EXERCISE
What lines below contain the word "matches"? Please pull each one out.

(Data items)
_____

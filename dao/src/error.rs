//! DAO error types

use concord_core::{Address, ChainError, ExecuteError};
use concord_permission::PermissionError;
use thiserror::Error;

use crate::version::ProtocolVersion;

#[derive(Error, Debug, Clone, PartialEq, Eq)]
pub enum DaoError {
    #[error("DAO already initialized")]
    AlreadyInitialized,

    #[error("Upgrade from protocol version {0} not supported")]
    ProtocolVersionUpgradeNotSupported(ProtocolVersion),

    #[error("Deposit amount mismatch: declared {expected}, attached {actual}")]
    NativeTokenDepositAmountMismatch { expected: u128, actual: u128 },

    #[error("Zero amount")]
    ZeroAmount,

    #[error("Token {0} not supported, only native deposits are accepted")]
    UnsupportedToken(Address),

    #[error("Unknown callback selector 0x{}", hex::encode(.0))]
    UnknownCallback([u8; 4]),

    #[error("Invalid call data: {0}")]
    InvalidCallData(String),

    #[error(transparent)]
    Permission(#[from] PermissionError),

    #[error(transparent)]
    Execute(#[from] ExecuteError),

    #[error(transparent)]
    Chain(#[from] ChainError),
}

/// Errors loading a [`crate::DaoConfig`]
#[derive(Error, Debug)]
pub enum ConfigError {
    #[error("IO error: {0}")]
    Io(#[from] std::io::Error),

    #[error("Parse error: {0}")]
    Parse(#[from] toml::de::Error),

    #[error("Invalid configuration: {0}")]
    Invalid(String),
}

pub type Result<T> = std::result::Result<T, DaoError>;
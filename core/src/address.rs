//! Account addresses and permission identifiers

use serde::{de, Deserialize, Deserializer, Serialize, Serializer};
use sha3::{Digest, Keccak256};
use std::fmt;
use std::str::FromStr;

use crate::error::ChainError;

/// 20-byte account identifier
#[derive(Clone, Copy, PartialEq, Eq, Hash, PartialOrd, Ord, Default)]
pub struct Address([u8; 20]);

impl Address {
    /// The zero address, also used as the native token marker
    pub const ZERO: Address = Address([0u8; 20]);

    /// Wildcard matching any target or caller in permission grants
    pub const ANY: Address = Address([0xffu8; 20]);

    pub const fn new(bytes: [u8; 20]) -> Self {
        Self(bytes)
    }

    /// Derive a deterministic address from a label (last 20 bytes of its
    /// Keccak-256 digest).
    pub fn derive(label: &str) -> Self {
        let digest = Keccak256::digest(label.as_bytes());
        let mut bytes = [0u8; 20];
        bytes.copy_from_slice(&digest[12..]);
        Self(bytes)
    }

    pub fn as_bytes(&self) -> &[u8; 20] {
        &self.0
    }

    pub fn is_zero(&self) -> bool {
        *self == Self::ZERO
    }

    pub fn is_any(&self) -> bool {
        *self == Self::ANY
    }
}

impl fmt::Display for Address {
    fn fmt(&self, f: &mut fmt::Formatter<'_>) -> fmt::Result {
        write!(f, "0x{}", hex::encode(self.0))
    }
}

impl fmt::Debug for Address {
    fn fmt(&self, f: &mut fmt::Formatter<'_>) -> fmt::Result {
        write!(f, "Address({})", self)
    }
}

impl FromStr for Address {
    type Err = ChainError;

    fn from_str(s: &str) -> Result<Self, Self::Err> {
        let raw = s.strip_prefix("0x").unwrap_or(s);
        let decoded =
            hex::decode(raw).map_err(|e| ChainError::InvalidAddress(format!("{}: {}", s, e)))?;
        let bytes: [u8; 20] = decoded
            .try_into()
            .map_err(|_| ChainError::InvalidAddress(format!("{}: expected 20 bytes", s)))?;
        Ok(Self(bytes))
    }
}

impl Serialize for Address {
    fn serialize<S: Serializer>(&self, serializer: S) -> Result<S::Ok, S::Error> {
        serializer.serialize_str(&self.to_string())
    }
}

impl<'de> Deserialize<'de> for Address {
    fn deserialize<D: Deserializer<'de>>(deserializer: D) -> Result<Self, D::Error> {
        let s = String::deserialize(deserializer)?;
        s.parse().map_err(de::Error::custom)
    }
}

/// 32-byte permission identifier: the Keccak-256 digest of the permission name
#[derive(Clone, Copy, PartialEq, Eq, Hash, PartialOrd, Ord, Serialize, Deserialize)]
pub struct PermissionId([u8; 32]);

impl PermissionId {
    pub fn named(name: &str) -> Self {
        Self(Keccak256::digest(name.as_bytes()).into())
    }

    pub const fn from_bytes(bytes: [u8; 32]) -> Self {
        Self(bytes)
    }

    pub fn as_bytes(&self) -> &[u8; 32] {
        &self.0
    }
}

impl fmt::Display for PermissionId {
    fn fmt(&self, f: &mut fmt::Formatter<'_>) -> fmt::Result {
        write!(f, "0x{}", hex::encode(self.0))
    }
}

impl fmt::Debug for PermissionId {
    fn fmt(&self, f: &mut fmt::Formatter<'_>) -> fmt::Result {
        write!(f, "PermissionId({})", self)
    }
}
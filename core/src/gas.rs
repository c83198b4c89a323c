//! Gas metering
//!
//! Only as much of the EVM gas model as the executor needs: a per-frame
//! budget, a flat charge for every external call and the 63/64 forwarding
//! rule. A frame that runs out of gas loses its whole budget.

use crate::error::OutOfGas;

/// Gas limit used by [`crate::Tx`] when none is given
pub const DEFAULT_GAS_LIMIT: u64 = 30_000_000;

/// Flat cost of an external call, charged to the caller before forwarding
pub const CALL_BASE_GAS: u64 = 2_600;

#[derive(Debug, Clone, Copy, PartialEq, Eq)]
pub struct GasMeter {
    limit: u64,
    used: u64,
}

impl GasMeter {
    pub fn new(limit: u64) -> Self {
        Self { limit, used: 0 }
    }

    pub fn limit(&self) -> u64 {
        self.limit
    }

    pub fn used(&self) -> u64 {
        self.used
    }

    pub fn remaining(&self) -> u64 {
        self.limit - self.used
    }

    /// Charge `amount`; on failure the meter is drained.
    pub fn charge(&mut self, amount: u64) -> Result<(), OutOfGas> {
        let remaining = self.remaining();
        if amount > remaining {
            self.used = self.limit;
            return Err(OutOfGas {
                requested: amount,
                remaining,
            });
        }
        self.used += amount;
        Ok(())
    }

    /// Gas a sub-call may receive: all but one 64th of what is left (EIP-150)
    pub fn forwardable(&self) -> u64 {
        let remaining = self.remaining();
        remaining - remaining / 64
    }

    /// Account for gas spent by a child frame
    pub(crate) fn absorb(&mut self, spent: u64) {
        self.used = (self.used + spent).min(self.limit);
    }
}
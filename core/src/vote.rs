//! Vote options and voting modes shared by the voting plugin and the event log

use serde::{Deserialize, Serialize};

#[derive(Debug, Clone, Copy, PartialEq, Eq, Hash, Default, Serialize, Deserialize)]
pub enum VoteOption {
    #[default]
    None,
    Abstain,
    Yes,
    No,
}

/// How a proposal treats early execution and changed votes.
///
/// Early execution and vote replacement are mutually exclusive: once votes
/// can change, no outcome is locked in before the end date.
#[derive(Debug, Clone, Copy, PartialEq, Eq, Hash, Default, Serialize, Deserialize)]
pub enum VotingMode {
    #[default]
    Standard,
    EarlyExecution,
    VoteReplacement,
}

impl VotingMode {
    pub fn early_execution(&self) -> bool {
        matches!(self, VotingMode::EarlyExecution)
    }

    pub fn vote_replacement(&self) -> bool {
        matches!(self, VotingMode::VoteReplacement)
    }
}
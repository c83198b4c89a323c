//! Concord Core Library
//!
//! The simulated ledger every governance contract runs on: addresses and
//! permission ids, action batches, gas metering, the event log and the
//! transactional [`Chain`] host.

pub mod action;
pub mod address;
pub mod chain;
pub mod error;
pub mod event;
pub mod gas;
pub mod interfaces;
pub mod vote;

// Re-export main types
pub use action::{call_id_from_u64, Action, BitMap, CallId, ExecutionResult, MAX_ACTIONS};
pub use address::{Address, PermissionId};
pub use chain::{CallContext, CallOutcome, Chain, Contract, Revert, Tx};
pub use error::{ChainError, ExecuteError, OutOfGas, Result};
pub use event::{Event, LogEntry};
pub use gas::{GasMeter, CALL_BASE_GAS, DEFAULT_GAS_LIMIT};
pub use interfaces::{ActionExecutor, DaoHandle, PermissionCondition, PermissionOracle};
pub use vote::{VoteOption, VotingMode};

/// Genesis timestamp used by [`Chain::new`] (2024-01-01T00:00:00Z)
pub const GENESIS_TIMESTAMP: u64 = 1_704_067_200;

/// Largest representable timestamp; proposal dates are validated against it
pub const MAX_TIMESTAMP: u64 = u64::MAX;
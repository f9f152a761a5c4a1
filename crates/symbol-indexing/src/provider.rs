//! Upstream collaborators: file enumeration and symbol queries.
//!
//! The pipeline only sees these traits. [`FsFileEnumerator`] walks local
//! folders; symbol providers are supplied by the host (a language server
//! bridge, a parser, or a scripted provider in tests).

use std::path::{Path, PathBuf};

use async_trait::async_trait;
use glob::{MatchOptions, Pattern};
use symbol_types::DocumentSymbol;
use tracing::{debug, warn};
use walkdir::WalkDir;

use crate::error::IndexingError;

/// Per-file symbol query.
#[async_trait]
pub trait SymbolProvider: Send + Sync {
    /// Symbols of `path`, possibly nested.
    ///
    /// `None` means the provider is not ready for this file yet and the
    /// query should be retried; `Some(vec![])` means the file has no symbols.
    async fn document_symbols(&self, path: &Path) -> Option<Vec<DocumentSymbol>>;
}

/// Workspace folders and glob-based file discovery.
#[async_trait]
pub trait FileEnumerator: Send + Sync {
    /// Root folders of the workspace. Empty when nothing is open.
    fn workspace_folders(&self) -> Vec<PathBuf>;

    /// Files below the workspace folders matching any `include` pattern
    /// and no `exclude` pattern.
    async fn find_files(
        &self,
        include: &[String],
        exclude: &[String],
    ) -> Result<Vec<PathBuf>, IndexingError>;

    /// Whether `path` names a folder rather than a file.
    async fn is_folder(&self, path: &Path) -> bool {
        tokio::fs::metadata(path)
            .await
            .map(|metadata| metadata.is_dir())
            .unwrap_or(false)
    }

    /// Selected files below `folder`.
    async fn find_files_in(
        &self,
        folder: &Path,
        include: &[String],
        exclude: &[String],
    ) -> Result<Vec<PathBuf>, IndexingError> {
        let mut files = self.find_files(include, exclude).await?;
        files.retain(|file| file.starts_with(folder));
        Ok(files)
    }
}

/// Provider that knows no symbols; produces a file-only index.
#[derive(Debug, Clone, Copy, Default)]
pub struct NoSymbolProvider;

#[async_trait]
impl SymbolProvider for NoSymbolProvider {
    async fn document_symbols(&self, _path: &Path) -> Option<Vec<DocumentSymbol>> {
        Some(Vec::new())
    }
}

/// Local filesystem enumerator.
///
/// Patterns are matched against paths relative to each root.
#[derive(Debug, Clone)]
pub struct FsFileEnumerator {
    roots: Vec<PathBuf>,
}

impl FsFileEnumerator {
    pub fn new(roots: Vec<PathBuf>) -> Self {
        Self { roots }
    }

    pub fn single(root: impl Into<PathBuf>) -> Self {
        Self::new(vec![root.into()])
    }

    /// Walk each `(root, start)` pair on a blocking thread.
    async fn walk(
        &self,
        targets: Vec<(PathBuf, PathBuf)>,
        include: &[String],
        exclude: &[String],
    ) -> Result<Vec<PathBuf>, IndexingError> {
        let include = compile_patterns(include)?;
        let exclude = compile_patterns(exclude)?;

        tokio::task::spawn_blocking(move || walk_roots(&targets, &include, &exclude)).await?
    }
}

#[async_trait]
impl FileEnumerator for FsFileEnumerator {
    fn workspace_folders(&self) -> Vec<PathBuf> {
        self.roots.clone()
    }

    async fn find_files(
        &self,
        include: &[String],
        exclude: &[String],
    ) -> Result<Vec<PathBuf>, IndexingError> {
        let targets = self.roots.iter().map(|root| (root.clone(), root.clone())).collect();
        self.walk(targets, include, exclude).await
    }

    /// Walks only `folder`, matching paths relative to the root that
    /// contains it.
    async fn find_files_in(
        &self,
        folder: &Path,
        include: &[String],
        exclude: &[String],
    ) -> Result<Vec<PathBuf>, IndexingError> {
        let targets = self
            .roots
            .iter()
            .filter(|root| folder.starts_with(root))
            .map(|root| (root.clone(), folder.to_path_buf()))
            .collect();
        self.walk(targets, include, exclude).await
    }
}

fn compile_patterns(patterns: &[String]) -> Result<Vec<Pattern>, IndexingError> {
    patterns
        .iter()
        .map(|pattern| {
            Pattern::new(pattern).map_err(|e| IndexingError::Pattern {
                pattern: pattern.clone(),
                message: e.msg.to_string(),
            })
        })
        .collect()
}

fn match_options() -> MatchOptions {
    MatchOptions {
        case_sensitive: true,
        require_literal_separator: true,
        require_literal_leading_dot: false,
    }
}

fn walk_roots(
    targets: &[(PathBuf, PathBuf)],
    include: &[Pattern],
    exclude: &[Pattern],
) -> Result<Vec<PathBuf>, IndexingError> {
    let options = match_options();
    let mut files = Vec::new();

    for (root, start) in targets {
        for entry in WalkDir::new(start).follow_links(false) {
            let entry = match entry {
                Ok(entry) => entry,
                // The start folder itself is unreadable: nothing below it can be indexed.
                Err(e) if e.depth() == 0 => return Err(e.into()),
                Err(e) => {
                    warn!(error = %e, "Skipping unreadable entry");
                    continue;
                }
            };

            if !entry.file_type().is_file() {
                continue;
            }

            let Ok(relative) = entry.path().strip_prefix(root) else {
                continue;
            };
            if is_selected(relative, include, exclude, options) {
                files.push(entry.into_path());
            }
        }
    }

    files.sort();
    files.dedup();
    debug!(folders = targets.len(), files = files.len(), "Enumerated workspace files");
    Ok(files)
}

/// Whether `path` lies below one of `roots` and is selected by the
/// include/exclude patterns, matched the way [`FsFileEnumerator`] does.
pub fn is_path_selected(
    path: &Path,
    roots: &[PathBuf],
    include: &[String],
    exclude: &[String],
) -> Result<bool, IndexingError> {
    let include = compile_patterns(include)?;
    let exclude = compile_patterns(exclude)?;
    let options = match_options();

    Ok(roots.iter().any(|root| {
        path.strip_prefix(root)
            .map(|relative| is_selected(relative, &include, &exclude, options))
            .unwrap_or(false)
    }))
}

fn is_selected(relative: &Path, include: &[Pattern], exclude: &[Pattern], options: MatchOptions) -> bool {
    let matches = |pattern: &Pattern| pattern.matches_path_with(relative, options);
    include.iter().any(matches) && !exclude.iter().any(matches)
}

_____

RESPONSE TO THE EXERCISE
        matches!(self, VotingMode::EarlyExecution)
        matches!(self, VotingMode::VoteReplacement)
    let matches = |pattern: &Pattern| pattern.matches_path_with(relative, options);
    include.iter().any(matches) && !exclude.iter().any(matches)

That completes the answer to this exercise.